Segment Start: Data provided
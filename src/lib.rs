/*!
 * System Natives Library
 * Native half of a managed runtime's `System` facility: environment access,
 * host identification and forced static field assignment
 */

pub mod config;
pub mod core;
pub mod monitoring;
pub mod natives;
pub mod runtime;

// Re-exports
pub use config::BridgeConfig;
pub use core::{
    ClassRef, FieldId, InlineString, NativeError, NativeResult, ObjectRef, RuntimeError,
    RuntimeResult, Value,
};
pub use monitoring::init_tracing;
pub use natives::{
    register_system_natives, EnvironmentTable, FieldAssignment, HostInfo, NativeHandler,
    NativeMethod, NativeRegistry, SystemNatives, SYSTEM_METHODS,
};
pub use runtime::{ClassBuilder, Heap, ManagedEnv, Modifiers};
Segment End: Data provided
Work required -> Would you reproduce the whole listing exactly as it stands?

Finished task ->
filename src/lib.rs
/*!
 * System Natives Library
 * Native half of a managed runtime's `System` facility: environment access,
 * host identification and forced static field assignment
 */

pub mod config;
pub mod core;
pub mod monitoring;
pub mod natives;
pub mod runtime;

// Re-exports
pub use config::BridgeConfig;
pub use core::{
    ClassRef, FieldId, InlineString, NativeError, NativeResult, ObjectRef, RuntimeError,
    RuntimeResult, Value,
};
pub use monitoring::init_tracing;
pub use natives::{
    register_system_natives, EnvironmentTable, FieldAssignment, HostInfo, NativeHandler,
    NativeMethod, NativeRegistry, SystemNatives, SYSTEM_METHODS,
};
pub use runtime::{ClassBuilder, Heap, ManagedEnv, Modifiers};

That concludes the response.